Issu d’une famille non croyante, Nicolas entend parler de Dieu à l’école. "Un de mes camarades allait au catéchisme, j’ai demandé à ma mère si je pouvais aller avec lui." Nicolas est baptisé à 10 ans et fait sa première communion, à Ste-Thérèse du Blanc-Mesnil (Seine-Saint-Denis). Mais il s’arrête là : "L’enseignement me paraissait utopique."
C’est au cours de ses études d’histoire à la Sorbonne que la question de Dieu va se poser à nouveau. Un mardi de la Semaine Sainte 1998, une étudiante catholique lui propose d’aller visiter Notre-Dame " pour les études ". Sur les présentoirs de la cathédrale, l’oeil de Nicolas s’arrête sur les horaires de la Semaine Sainte. Curieux, il décide d’aller à la messe chrismale. Là, surprise : "La cathédrale était comble, avec des gens de tous âges, capables de dire des choses qui n’étaient pas sur les feuilles de messe. Il y avait aussi beaucoup de jeunes prêtres." Très marqué par cette célébration "belle, vivante", Nicolas revient le Jeudi saint. A nouveau, il est bouleversé. Et se pose des questions : "Pourquoi ces gens vont-ils à la messe, pourquoi certains donnent-ils leur vie à Dieu ?" Les études d’histoire ne lui donnent pas de réponse. Il veut comprendre.
Quelques semaines plus tard, au cours d’une visite à Montmartre, il repère à la librairie de la basilique une soeur bénédictine. C’est elle qui recevra toutes ses questions. Dès la première rencontre, elle lui parle "de service de l’autel, de confirmation, de confession, de direction spirituelle..." Nicolas est décontenancé, mais repart avec quatre ouvrages : un missel, le Catéchisme de l’Eglise catholique, le Concile Vatican II et un livre sur les prêtres.
Pendant l’été 1998, il va à la messe, à Montmartre, où les soeurs continuent de répondre à ses questions.

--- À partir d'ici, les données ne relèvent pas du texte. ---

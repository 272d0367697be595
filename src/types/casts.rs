use super::{Permission, Primitive, Type};
use crate::semantic_analysis::scope_context::TypeDeclEntry;
use crate::semantic_analysis::ScopeContext;
use std::collections::HashSet;

/// `e as T` is restricted to explicit numeric primitive pairs; everything
/// else must go through constructors or `transmute`.
pub fn cast_valid(from: &Type, to: &Type) -> bool {
    match (from.as_prim(), to.as_prim()) {
        (Some(from), Some(to)) => from.is_numeric() && to.is_numeric(),
        _ => false,
    }
}

/// Whether a numeric cast can drop information, for the precision warning.
pub fn cast_loses_precision(from: Primitive, to: Primitive) -> bool {
    if from.is_float() && to.is_integer() {
        return true;
    }
    if from.is_float() && to.is_float() {
        return float_rank(from) > float_rank(to);
    }
    if from.is_integer() && to.is_float() {
        return false;
    }
    match (from.integer_bits(), to.integer_bits()) {
        (Some(from_bits), Some(to_bits)) => {
            from_bits > to_bits || (from_bits == to_bits && from.is_signed_integer() != to.is_signed_integer())
        }
        // Pointer-sized operands: conservatively silent.
        _ => false,
    }
}

fn float_rank(prim: Primitive) -> u32 {
    match prim {
        Primitive::F16 => 16,
        Primitive::F32 => 32,
        Primitive::F64 => 64,
        _ => 0,
    }
}

/// The structural `Bitcopy` predicate gating `transmute`: plain bit patterns
/// only, no permissions, no checked pointers, no managed sequences.
pub fn is_bitcopy(ctx: &ScopeContext, ty: &Type) -> bool {
    let mut visiting = HashSet::new();
    bitcopy_inner(ctx, ty, &mut visiting)
}

fn bitcopy_inner(ctx: &ScopeContext, ty: &Type, visiting: &mut HashSet<Vec<String>>) -> bool {
    use Type::*;
    match ty {
        Prim(prim) => !matches!(prim, Primitive::Never),
        Tuple(elements) => elements
            .iter()
            .all(|element| bitcopy_inner(ctx, element, visiting)),
        Array(element, _) => bitcopy_inner(ctx, element, visiting),
        RawPtr(..) => true,
        Union(members) => members
            .iter()
            .all(|member| bitcopy_inner(ctx, member, visiting)),
        Path { path, .. } => {
            if !visiting.insert(path.clone()) {
                // Recursive nominal type: a cycle through itself cannot be a
                // plain bit pattern.
                return false;
            }
            let result = match ctx.lookup_type_decl(path) {
                Some(TypeDeclEntry::Record(decl)) => decl.fields().all(|field| {
                    ctx.resolved_field_type(path, &field.name)
                        .map(|field_ty| bitcopy_inner(ctx, &field_ty, visiting))
                        .unwrap_or(false)
                }),
                _ => false,
            };
            visiting.remove(path);
            result
        }
        _ => false,
    }
}

/// Arrays coerce to slices with the outer permission preserved:
/// `Perm(p, Array(T, n))` becomes `Perm(p, Slice(T))`.
pub fn coerce_array_to_slice(ty: &Type) -> Option<Type> {
    match ty {
        Type::Array(element, _) => Some(Type::Slice(element.clone())),
        Type::Perm(perm, base) => {
            coerce_array_to_slice(base).map(|inner| Type::Perm(*perm, Box::new(inner)))
        }
        _ => None,
    }
}

/// Permissions never change the outcome of a bitcopy check other than by
/// being present at all.
pub fn strip_for_transmute(ty: &Type) -> Option<&Type> {
    match ty {
        Type::Perm(Permission::Const, base) => Some(base),
        Type::Perm(..) => None,
        other => Some(other),
    }
}

#[cfg(test)]
mod tests {
    use super::*;
    use crate::types::{Permission, Primitive, Type};

    #[test]
    fn casts_are_numeric_only() {
        assert!(cast_valid(
            &Type::Prim(Primitive::U8),
            &Type::Prim(Primitive::U64)
        ));
        assert!(cast_valid(
            &Type::Prim(Primitive::F64),
            &Type::Prim(Primitive::I32)
        ));
        assert!(!cast_valid(&Type::bool(), &Type::Prim(Primitive::U8)));
        assert!(!cast_valid(
            &Type::Str(None),
            &Type::Prim(Primitive::U8)
        ));
    }

    #[test]
    fn narrowing_detection() {
        assert!(cast_loses_precision(Primitive::U64, Primitive::U8));
        assert!(cast_loses_precision(Primitive::F64, Primitive::F32));
        assert!(!cast_loses_precision(Primitive::U8, Primitive::U64));
    }

    #[test]
    fn slice_coercion_preserves_permission() {
        let arr = Type::Perm(
            Permission::Const,
            Box::new(Type::Array(Box::new(Type::bool()), 3)),
        );
        let sliced = coerce_array_to_slice(&arr).unwrap();
        assert_eq!(
            sliced,
            Type::Perm(
                Permission::Const,
                Box::new(Type::Slice(Box::new(Type::bool())))
            )
        );
    }
}
pub fn type_sync(
    ctx: &mut ScopeContext,
    tcx: &StmtTypeContext,
    env: &mut TypeEnv,
    value: &Expr,
    span: &Span,
) -> CompileResult<Type> {
    let mut warnings = vec![];
    let mut errors = vec![];

    if tcx.in_async {
        errors.push(CompileError::SyncInAsyncContext { span: span.clone() });
    }
    let value_ty = check!(
        infer_expr(ctx, tcx, env, value),
        Type::ErrorRecovery,
        warnings,
        errors
    );
    let sig = match async_sig_of(&value_ty) {
        Some(sig) => sig,
        None => {
            errors.push(CompileError::SyncNotAsync {
                ty: value_ty.friendly_type_str(),
                span: value.span.clone(),
            });
            return failed(warnings, errors);
        }
    };
    if !sig.out.is_unit() {
        errors.push(CompileError::SyncNotAsync {
            ty: value_ty.friendly_type_str(),
            span: value.span.clone(),
        });
    }
    let result = if sig.err.is_never() {
        sig.result
    } else {
        Type::union_of(vec![sig.result, sig.err])
    };
    if errors.is_empty() {
        recovered(result, warnings, errors)
    } else {
        failed(warnings, errors)
    }
}

/// `race [e_1, ..., e_n]` completes with whichever arm finishes first, so it
/// produces the union of every arm's result and error channel.
pub fn type_race(
    ctx: &mut ScopeContext,
    tcx: &StmtTypeContext,
    env: &mut TypeEnv,
    arms: &[Expr],
    _span: &Span,
) -> CompileResult<Type> {
    let mut warnings = vec![];
    let mut errors = vec![];
    let mut members = vec![];
    for arm in arms {
        let arm_ty = check!(
            infer_expr(ctx, tcx, env, arm),
            Type::ErrorRecovery,
            warnings,
            errors
        );
        match async_sig_of(&arm_ty) {
            Some(sig) => {
                members.push(sig.result);
                if !sig.err.is_never() {
                    members.push(sig.err);
                }
            }
            None => errors.push(CompileError::RaceArmNotAsync {
                ty: arm_ty.friendly_type_str(),
                span: arm.span.clone(),
            }),
        }
    }
    if errors.is_empty() {
        recovered(Type::union_of(members), warnings, errors)
    } else {
        failed(warnings, errors)
    }
}

/// `all [e_1, ..., e_n]` joins every async and tuples their results; a
/// fallible element widens the whole expression with its error channel.
pub fn type_all(
    ctx: &mut ScopeContext,
    tcx: &StmtTypeContext,
    env: &mut TypeEnv,
    elements: &[Expr],
    _span: &Span,
) -> CompileResult<Type> {
    let mut warnings = vec![];
    let mut errors = vec![];
    let mut results = vec![];
    let mut errs = vec![];
    for element in elements {
        let element_ty = check!(
            infer_expr(ctx, tcx, env, element),
            Type::ErrorRecovery,
            warnings,
            errors
        );
        match async_sig_of(&element_ty) {
            Some(sig) => {
                results.push(sig.result);
                if !sig.err.is_never() {
                    errs.push(sig.err);
                }
            }
            None => errors.push(CompileError::AllElemNotAsync {
                ty: element_ty.friendly_type_str(),
                span: element.span.clone(),
            }),
        }
    }
    let tupled = Type::Tuple(results);
    let result = if errs.is_empty() {
        tupled
    } else {
        let mut members = vec![tupled];
        members.append(&mut errs);
        Type::union_of(members)
    };
    if errors.is_empty() {
        recovered(result, warnings, errors)
    } else {
        failed(warnings, errors)
    }
}
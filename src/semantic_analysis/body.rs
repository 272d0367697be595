//! Body-level phases: typing every procedure, method, transition and static
//! initializer, then running the bind checker over each of them.

use super::bind_check::bind_check_body;
use super::declaration::decl_generics;
use super::scope_context::{ScopeContext, ScopeKind};
use super::statement::{type_block, StmtTypeContext, TypeBinding, TypeEnv};
use super::type_resolution::{generics_of, resolve_type_expr, GenericsEnv};
use crate::ast::*;
use crate::error::*;
use crate::ident::Ident;
use crate::types::{Permission, Type};

/// Types every body in every module. Expression types land in the context's
/// `expr -> type` map as a side effect, which the bind checker consumes.
pub fn check_module_bodies(ctx: &mut ScopeContext) -> CompileResult<()> {
    let mut warnings = vec![];
    let mut errors = vec![];
    let modules = ctx.sigma.mods.clone();
    for module in &modules {
        ctx.enter_module(&module.path);
        for item in &module.items {
            match item {
                Item::Static(decl) => {
                    check!(
                        check_static_body(ctx, decl),
                        continue,
                        warnings,
                        errors
                    );
                }
                Item::Procedure(decl) => {
                    check!(
                        check_procedure_body(ctx, decl),
                        continue,
                        warnings,
                        errors
                    );
                }
                Item::Record(decl) => {
                    let self_ty = nominal_self_type(&decl.name, &decl.type_parameters);
                    for method in decl.methods() {
                        check!(
                            check_callable_body(
                                ctx,
                                &decl_generics(&decl.type_parameters, &decl.where_clause),
                                Some((&method.receiver, self_ty.clone())),
                                &method.params,
                                method.return_type.as_ref(),
                                &method.body,
                            ),
                            continue,
                            warnings,
                            errors
                        );
                    }
                }
                Item::Modal(decl) => {
                    let generics = decl_generics(&decl.type_parameters, &decl.where_clause);
                    for state in &decl.states {
                        let self_ty = modal_self_type(decl, state);
                        for member in &state.members {
                            match member {
                                StateMember::Method(method) => {
                                    check!(
                                        check_callable_body(
                                            ctx,
                                            &generics,
                                            Some((
                                                &Receiver::Shorthand(Permission::Const),
                                                self_ty.clone()
                                            )),
                                            &method.params,
                                            method.return_type.as_ref(),
                                            &method.body,
                                        ),
                                        continue,
                                        warnings,
                                        errors
                                    );
                                }
                                StateMember::Transition(transition) => {
                                    check!(
                                        check_callable_body(
                                            ctx,
                                            &generics,
                                            Some((
                                                &Receiver::Shorthand(Permission::Unique),
                                                self_ty.clone()
                                            )),
                                            &transition.params,
                                            None,
                                            &transition.body,
                                        ),
                                        continue,
                                        warnings,
                                        errors
                                    );
                                }
                                StateMember::Field(_) => {}
                            }
                        }
                    }
                }
                Item::Class(decl) => {
                    let generics = generics_of(&decl.type_parameters);
                    let self_ty = Type::Dynamic(vec![decl.name.name.clone()]);
                    for class_item in &decl.items {
                        if let ClassItem::Method(method) = class_item {
                            if let Some(body) = &method.body {
                                check!(
                                    check_callable_body(
                                        ctx,
                                        &generics,
                                        Some((&method.receiver, self_ty.clone())),
                                        &method.params,
                                        method.return_type.as_ref(),
                                        body,
                                    ),
                                    continue,
                                    warnings,
                                    errors
                                );
                            }
                        }
                    }
                }
                Item::Enum(_) | Item::TypeAlias(_) | Item::Using(_) | Item::Error(_) => {}
            }
        }
    }
    if errors.is_empty() {
        recovered((), warnings, errors)
    } else {
        failed(warnings, errors)
    }
}

/// Bind-checks every body typed above.
pub fn bind_check_modules(ctx: &mut ScopeContext) -> CompileResult<()> {
    let mut warnings = vec![];
    let mut errors = vec![];
    let modules = ctx.sigma.mods.clone();
    for module in &modules {
        ctx.enter_module(&module.path);
        for item in &module.items {
            match item {
                Item::Procedure(decl) => {
                    check!(
                        bind_check_body(ctx, &decl.params, &decl.body, None),
                        continue,
                        warnings,
                        errors
                    );
                }
                Item::Record(decl) => {
                    for method in decl.methods() {
                        let self_param = receiver_param(&method.receiver, &method.span);
                        check!(
                            bind_check_body(ctx, &method.params, &method.body, Some(&self_param)),
                            continue,
                            warnings,
                            errors
                        );
                    }
                }
                Item::Modal(decl) => {
                    for state in &decl.states {
                        for member in &state.members {
                            match member {
                                StateMember::Method(method) => {
                                    let self_param = receiver_param(
                                        &Receiver::Shorthand(Permission::Const),
                                        &method.span,
                                    );
                                    check!(
                                        bind_check_body(
                                            ctx,
                                            &method.params,
                                            &method.body,
                                            Some(&self_param)
                                        ),
                                        continue,
                                        warnings,
                                        errors
                                    );
                                }
                                StateMember::Transition(transition) => {
                                    let self_param = receiver_param(
                                        &Receiver::Shorthand(Permission::Unique),
                                        &transition.span,
                                    );
                                    check!(
                                        bind_check_body(
                                            ctx,
                                            &transition.params,
                                            &transition.body,
                                            Some(&self_param)
                                        ),
                                        continue,
                                        warnings,
                                        errors
                                    );
                                }
                                StateMember::Field(_) => {}
                            }
                        }
                    }
                }
                _ => {}
            }
        }
    }
    if errors.is_empty() {
        recovered((), warnings, errors)
    } else {
        failed(warnings, errors)
    }
}

fn check_static_body(ctx: &mut ScopeContext, decl: &StaticDecl) -> CompileResult<()> {
    let mut warnings = vec![];
    let mut errors = vec![];
    let tcx = StmtTypeContext::new(Type::unit());
    let mut env = TypeEnv::new();
    match &decl.ty {
        Some(ascription) => {
            let expected = check!(
                resolve_type_expr(ctx, ascription, &tcx.generics),
                Type::ErrorRecovery,
                warnings,
                errors
            );
            check!(
                super::expression::check_expr(ctx, &tcx, &mut env, &decl.init, &expected),
                Type::ErrorRecovery,
                warnings,
                errors
            );
        }
        None => {
            check!(
                super::expression::infer_expr(ctx, &tcx, &mut env, &decl.init),
                Type::ErrorRecovery,
                warnings,
                errors
            );
        }
    }
    if errors.is_empty() {
        recovered((), warnings, errors)
    } else {
        failed(warnings, errors)
    }
}

fn check_procedure_body(ctx: &mut ScopeContext, decl: &ProcedureDecl) -> CompileResult<()> {
    let generics = decl_generics(&decl.type_parameters, &decl.where_clause);
    check_callable_body(
        ctx,
        &generics,
        None,
        &decl.params,
        decl.return_type.as_ref(),
        &decl.body,
    )
}

/// Shared body-typing for procedures, methods and transitions: resolve the
/// signature, bind parameters (and `self`), type the block against the
/// return type.
fn check_callable_body(
    ctx: &mut ScopeContext,
    generics: &GenericsEnv,
    self_binding: Option<(&Receiver, Type)>,
    params: &[Param],
    return_type: Option<&TypeExpr>,
    body: &Block,
) -> CompileResult<()> {
    let mut warnings = vec![];
    let mut errors = vec![];

    let ret = match return_type {
        Some(return_type) => check!(
            resolve_type_expr(ctx, return_type, generics),
            Type::ErrorRecovery,
            warnings,
            errors
        ),
        None => Type::unit(),
    };
    let tcx = StmtTypeContext::with_generics(ret.clone(), generics.clone());

    let mut env = TypeEnv::new();
    ctx.push_scope(ScopeKind::Procedure);
    if let Some((receiver, self_ty)) = &self_binding {
        let bound = match receiver {
            Receiver::Shorthand(perm) => Type::Perm(*perm, Box::new(self_ty.clone())),
            Receiver::Explicit { ty, .. } => check!(
                resolve_type_expr(ctx, ty, generics),
                self_ty.clone(),
                warnings,
                errors
            ),
        };
        env.insert(
            crate::ident::id_key("self"),
            TypeBinding {
                mutability: Mutability::Let,
                ty: bound,
            },
        );
    }
    for param in params {
        let ty = check!(
            resolve_type_expr(ctx, &param.ty, generics),
            Type::ErrorRecovery,
            warnings,
            errors
        );
        env.insert(
            param.name.key().clone(),
            TypeBinding {
                mutability: Mutability::Let,
                ty,
            },
        );
    }

    let res = type_block(ctx, &tcx, &mut env, body);
    ctx.pop_scope();
    let (body_ty, flow) = check!(
        res,
        (Type::ErrorRecovery, Default::default()),
        warnings,
        errors
    );

    // An expression-bodied block must fit the return type; statement-bodied
    // blocks rely on their `return`s, which were checked individually.
    if body.tail.is_some() {
        check!(
            crate::types::subtyping::check_subtype(
                ctx,
                &body_ty,
                &ret,
                &body.span,
                "The body's trailing expression must fit the declared return type.",
            ),
            (),
            warnings,
            errors
        );
    } else if flow.results.is_empty() && !ret.is_unit() && !ret.is_error_recovery() {
        errors.push(CompileError::TypeMismatch {
            expected: ret.friendly_type_str(),
            received: "()".into(),
            help: "This body never returns a value.".into(),
            span: body.span.clone(),
        });
    }

    if errors.is_empty() {
        recovered((), warnings, errors)
    } else {
        failed(warnings, errors)
    }
}

fn nominal_self_type(name: &Ident, params: &[TypeParam]) -> Type {
    Type::Path {
        path: vec![name.name.clone()],
        args: params
            .iter()
            .map(|param| Type::Generic {
                name: param.name.name.clone(),
            })
            .collect(),
    }
}

fn modal_self_type(decl: &ModalDecl, state: &StateBlock) -> Type {
    Type::ModalState {
        path: vec![decl.name.name.clone()],
        state: state.name.name.clone(),
        args: decl
            .type_parameters
            .iter()
            .map(|param| Type::Generic {
                name: param.name.name.clone(),
            })
            .collect(),
    }
}

fn receiver_param(receiver: &Receiver, span: &crate::span::Span) -> Param {
    let mode = match receiver {
        Receiver::Shorthand(_) => None,
        Receiver::Explicit { mode, .. } => *mode,
    };
    Param {
        mode,
        name: Ident::new("self", span.clone()),
        ty: TypeExpr::new(TypeExprKind::Tuple(vec![]), span.clone()),
        span: span.clone(),
    }
}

Il lit par ailleurs le livre sur les prêtres, et c’est à l’issue de cette lecture que la question du sacerdoce se pose pour la première fois. Mais il rejette l’idée : "J’étais encore incapable de suivre la messe !" L’année suivante, il reçoit le sacrement de la confirmation et s’engage dans le service de l’autel. La question du sacerdoce revient, posée cette fois par un prêtre. Nicolas n’est pas prêt. Mais il décide, l’année d’après, de mettre ses études au service de sa foi – il étudiera notamment l’hébreu biblique. En septembre 1999, il s’installe dans un foyer d’étudiants chrétiens à Montmartre et... prend contact avec le Service des vocations. Il entre à la Maison Saint-Augustin en septembre 2002.
Le temps passé au séminaire est bénéfique, "cela a permis à mes parents de découvrir l’Eglise". Nicolas découvre quant à lui que l’appel au sacerdoce vient bien du Christ, vivant dans son Eglise. "Je craignais que ce soit moi qui m’appelle. Pendant sept ans, nous vérifions que c’est bien le Seigneur qui nous appelle. Nous comprenons aussi qu’Il nous donne la grâce nécessaire pour affronter les situations difficiles."
De Bénédicte Hériard, avec l'aimable autorisation de Paris Notre Dame - Pour vous abonner à Paris Notre Dame
REPÈRES
Naissance : le 31 décembre 1978 au Blanc-Mesnil (Seine-Saint-Denis).
Ordination diaconale : le 7 septembre 2008 à St-Léon (15ème).
Phrase d'ordination : "Et le Verbe s'est fait chair et il a habité parmi nous." (Jn 1, 14). "Je vous ai montré l'exemple afin que vous aussi fassiez de même" (Jn 13, 15).
1ère messe : dimanche 28 juin 2009 à 11h à Ste-Clotilde (7ème).